In a world with limited resources, you need to pick your battles. Investigating hate crime risks distracting police from their core role, warns head of Britain’s chief constables.
Investigating hate crime risks distracting police from their core role of handling emergencies, solving violent crime and burglaries and neighbourhood policing, the head of Britain’s chief constables warned today.
And the UK has a real problem with violent crime today. (Historically speaking. They have a long way to go before the plumb the depths of places like Chicago, Baltimore or Saint Louis.)
Neither investigating gender-based hate incidents nor investigating allegations against those who have died are bad things to do necessarily – they just cannot be priorities for a service that is over-stretched. Giving clarity to the public about core policing is a priority – and it has not received enough attention in recent years.

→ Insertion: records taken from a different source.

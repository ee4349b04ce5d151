//! Margin calculation functions
//!
//! Deterministic margin computations per spec §5 (Margin Methodology).
//! All calculations use fixed-point Decimal arithmetic with HALF_UP rounding.

use rust_decimal::Decimal;
use rust_decimal::prelude::*;

// ── Leverage tier table per spec §5.4.1 ──────────────────────────────────

/// Leverage tier configuration derived from spec §5.4.1
#[derive(Debug, Clone, Copy, PartialEq, Eq)]
pub struct LeverageTier {
    /// Maximum position value (USDT) for this tier (exclusive upper bound)
    pub max_position_value: Option<Decimal>,
    /// Maximum allowed leverage
    pub max_leverage: u8,
    /// Initial margin rate
    pub im_rate: Decimal,
    /// Maintenance margin rate
    pub mm_rate: Decimal,
}

/// Returns the leverage tier for a given position value per spec §5.4.1.
///
/// | Position Value (USDT) | Max Leverage | IM Rate  | MM Rate  |
/// |-----------------------|-------------|----------|----------|
/// | 0 – 50,000            | 125x        | 0.80%    | 0.40%    |
/// | 50,001 – 250,000      | 100x        | 1.00%    | 0.50%    |
/// | 250,001 – 1,000,000   | 50x         | 2.00%    | 1.00%    |
/// | 1,000,001 – 5,000,000 | 20x         | 5.00%    | 2.50%    |
/// | 5,000,001 – 20,000,000| 10x         | 10.00%   | 5.00%    |
/// | 20,000,001+           | 5x          | 20.00%   | 10.00%   |
pub fn leverage_tier(position_value: Decimal) -> LeverageTier {
    let tiers = leverage_tiers();
    for (i, (threshold, tier)) in tiers.iter().enumerate() {
        if position_value <= *threshold {
            return *tier;
        }
        // If this is the last tier with a threshold, fall through
        if i == tiers.len() - 1 {
            return *tier;
        }
    }
    // Fallback: most conservative tier
    tiers.last().unwrap().1
}

/// Full leverage tier table (sorted ascending by threshold).
fn leverage_tiers() -> Vec<(Decimal, LeverageTier)> {
    vec![
        (
            Decimal::from(50_000),
            LeverageTier {
                max_position_value: Some(Decimal::from(50_000)),
                max_leverage: 125,
                im_rate: Decimal::from_str_exact("0.008").unwrap(),
                mm_rate: Decimal::from_str_exact("0.004").unwrap(),
            },
        ),
        (
            Decimal::from(250_000),
            LeverageTier {
                max_position_value: Some(Decimal::from(250_000)),
                max_leverage: 100,
                im_rate: Decimal::from_str_exact("0.01").unwrap(),
                mm_rate: Decimal::from_str_exact("0.005").unwrap(),
            },
        ),
        (
            Decimal::from(1_000_000),
            LeverageTier {
                max_position_value: Some(Decimal::from(1_000_000)),
                max_leverage: 50,
                im_rate: Decimal::from_str_exact("0.02").unwrap(),
                mm_rate: Decimal::from_str_exact("0.01").unwrap(),
            },
        ),
        (
            Decimal::from(5_000_000),
            LeverageTier {
                max_position_value: Some(Decimal::from(5_000_000)),
                max_leverage: 20,
                im_rate: Decimal::from_str_exact("0.05").unwrap(),
                mm_rate: Decimal::from_str_exact("0.025").unwrap(),
            },
        ),
        (
            Decimal::from(20_000_000),
            LeverageTier {
                max_position_value: Some(Decimal::from(20_000_000)),
                max_leverage: 10,
                im_rate: Decimal::from_str_exact("0.1").unwrap(),
                mm_rate: Decimal::from_str_exact("0.05").unwrap(),
            },
        ),
        (
            Decimal::MAX,
            LeverageTier {
                max_position_value: None,
                max_leverage: 5,
                im_rate: Decimal::from_str_exact("0.2").unwrap(),
                mm_rate: Decimal::from_str_exact("0.1").unwrap(),
            },
        ),
    ]
}

// ── Core margin calculations ─────────────────────────────────────────────

/// Calculate initial margin per spec §5.2.1
///
/// `initial_margin = position_value / leverage`
///
/// Rounds UP to favor safety per spec §5.9.2.
pub fn initial_margin(position_value: Decimal, leverage: u8) -> Decimal {
    assert!(leverage >= 1, "Leverage must be >= 1");
    let result = position_value / Decimal::from(leverage);
    round_up(result)
}

/// Calculate maintenance margin per spec §5.2.2
///
/// `maintenance_margin = position_value × mm_rate`
///
/// Rounds UP to favor safety per spec §5.9.2.
pub fn maintenance_margin(position_value: Decimal, mm_rate: Decimal) -> Decimal {
    let result = position_value * mm_rate;
    round_up(result)
}

/// Calculate margin ratio per spec §5.3.3 / §4.8.1
///
/// `margin_ratio = equity / maintenance_margin`
///
/// Returns `Decimal::MAX` if maintenance_margin is zero (no position).
pub fn margin_ratio(equity: Decimal, maintenance_margin: Decimal) -> Decimal {
    if maintenance_margin == Decimal::ZERO {
        return Decimal::MAX;
    }
    equity / maintenance_margin
}

/// Calculate available margin per spec §5.3.1
///
/// `available_margin = equity - margin_used - locked_margin`
///
/// Rounds DOWN (conservative) per spec §5.9.2.
pub fn available_margin(
    equity: Decimal,
    margin_used: Decimal,
    locked_margin: Decimal,
) -> Decimal {
    let result = equity - margin_used - locked_margin;
    round_down(result)
}

/// Calculate order margin requirement per spec §5.3.1
///
/// `order_margin = (quantity × price) / leverage`
///
/// Rounds UP to favor safety.
pub fn order_margin(
    quantity: Decimal,
    price: Decimal,
    leverage: u8,
) -> Decimal {
    assert!(leverage >= 1, "Leverage must be >= 1");
    let notional = quantity * price;
    let result = notional / Decimal::from(leverage);
    round_up(result)
}

/// Check if requested leverage is within tier limits per spec §5.4.1.
///
/// Returns true if leverage is valid for the given position value.
pub fn is_leverage_valid(position_value: Decimal, requested_leverage: u8) -> bool {
    if requested_leverage < 1 {
        return false;
    }
    let tier = leverage_tier(position_value);
    requested_leverage <= tier.max_leverage
}

// ── Rounding helpers (deterministic, HALF_UP) ────────────────────────────

/// Round UP to 18 decimal places (favor safety for margins).
fn round_up(value: Decimal) -> Decimal {
    value.round_dp_with_strategy(18, RoundingStrategy::MidpointAwayFromZero)
}

/// Round DOWN to 18 decimal places (conservative for available margin).
fn round_down(value: Decimal) -> Decimal {
    value.round_dp_with_strategy(18, RoundingStrategy::ToZero)
}

// ── Tests ────────────────────────────────────────────────────────────────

Yes, they are investigating crimes that may have been committed by dead people. I’m not sure why. He calls these “Historic investigations.” (For some reason this brings to mind “Lord Vorventa the Twice Hung.” Extra points if you get the reference.)
But then I think it is endemic – in most of Western democracies – that governments are spending time and money on things that don’t make sense. Crime is spiraling out of control in some places, and yet the mayors of the cities in question are not cutting everything in sight to get more cops to fight crime. (In some places they are attacking the cops, which has had the predictable result of having the cops back off crime, and negatively impacted recruitment.)